Hi Butterfly! Thank you for your beautiful butterfly icon, too.  Here's one thing I do to prevent these losing things problems  -- since I have lost my favorite caps too many times to count, plus misplacing my keys, and groping around in my backpack for my wallet.  I have put cords on all of them, anchor them with a clip to my backpack.  Then when I leave the house, I can fish each one out when I need it.   I also put notes on things, log them into a to-do and a "pack this" list every day. And I set important things to take with me right by the front door.  I could not function w/o doing all that.  Oh -- I set out my clothing for the next day, also if I'm going to take a sandwich the next day, I lay out the waxed paper on the counter, and put the peanut butter in a prominent place next to it, and take the loaf of bread out of the freezer.  If I didn't do that, I would have to eat out and I can't afford that very often, plus there are no convenient, decent  lunch places near where I go every Thursday.


----------



## dollie (May 23, 2017)

i guess i have a pretty good memory ---i can remember all the kids phone numbers and their cell phone numbers all my pass words on my cp will soon be 84


----------



## Camper6 (May 23, 2017)

I have a sign above my kitchen cupboards.  "Everything must fall".

That way I don't get too upset if something falls and breaks.  I don't have a "glass' glass left.  Broke them all.  Now I use plastic.

Losing stuff?  Magicians must have an easy job.  I can make stuff disappear without even trying.

It's not a sign of A.D. if you can do mental things like crossword puzzles.

The test we get in our province now for a drivers license over 80 years of age is a written test in addition to an eye test.
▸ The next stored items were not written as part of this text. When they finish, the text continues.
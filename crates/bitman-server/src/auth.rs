use std::sync::Arc;

use axum::extract::State;
use axum::http::{Request, StatusCode};
use axum::middleware::Next;
use axum::response::{IntoResponse, Response};
use subtle::ConstantTimeEq;

use crate::dto::ErrorResponse;
use crate::state::AppState;

/// Middleware that validates `Authorization: Bearer <token>` against the configured API key.
pub async fn require_api_key(
    State(state): State<Arc<AppState>>,
    request: Request<axum::body::Body>,
    next: Next,
) -> Response {
    let auth_header = request
        .headers()
        .get("authorization")
        .and_then(|v| v.to_str().ok());

    let authenticated = auth_header
        .and_then(|header| header.strip_prefix("Bearer "))
        .is_some_and(|token| bool::from(token.as_bytes().ct_eq(state.api_key.as_bytes())));

    if !authenticated {
        let body = ErrorResponse {
            error: "unauthorized".to_string(),
            message: "Missing or invalid Authorization header. Expected: Bearer <api_key>"
                .to_string(),
        };
        return (StatusCode::UNAUTHORIZED, axum::Json(body)).into_response();
    }

    next.run(request).await
}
Two pages.  On one you draw a clock and put the hands at 10 after 11.  On the other one you cross out the 'h' in a whole series of lines with jumbled letters.

It's called cognitive recognition.


----------



## jujube (May 23, 2017)

When I asked my doctor about that he said, "When you forget where you put your keys, it's OK.  When you forget you have a car, then you can start worrying."

I actually thought about that when I was wandering around the Walmart parking lot today trying to remember where I parked the car.  I remembered I had a car....I even remembered what kind of car it was.....but where the heck did I leave it?????


----------



## Aunt Bea (May 23, 2017)

My issue is being able to hang onto a thought long enough to act on it, LOL!!!

I sign on to the computer to look up a recipe, check a local news article, etc... and immediately become distracted until after I've signed off or I head for the kitchen to take my pills and come back with a cup of coffee, forgetting all about the pills, etc...

I find myself jotting many random thoughts on the back of an old envelope and use that list to help keep me focused, every few days I toss the old envelope and start a new one.

I believe that in the not to distant future we will have something similar to Google Glass that will help senior citizens stay on track.  A pair of high tech _granny glasses_ that can help us retrace our steps, jog our memory to help us perform routine tasks, alert a family member or caregiver that we've forgotten to take pills, eat, bathe, etc...


----------



## NancyNGA (May 23, 2017)

Aunt Bea said:


> ....
> I believe that in the not to distant future we will have something similar to Google Glass that will help senior citizens stay on track.  A pair of high tech _granny glasses_ that can help us retrace our steps, jog our memory to help us perform routine tasks, alert a family member or caregiver that we've forgotten to take pills, eat, bathe, etc...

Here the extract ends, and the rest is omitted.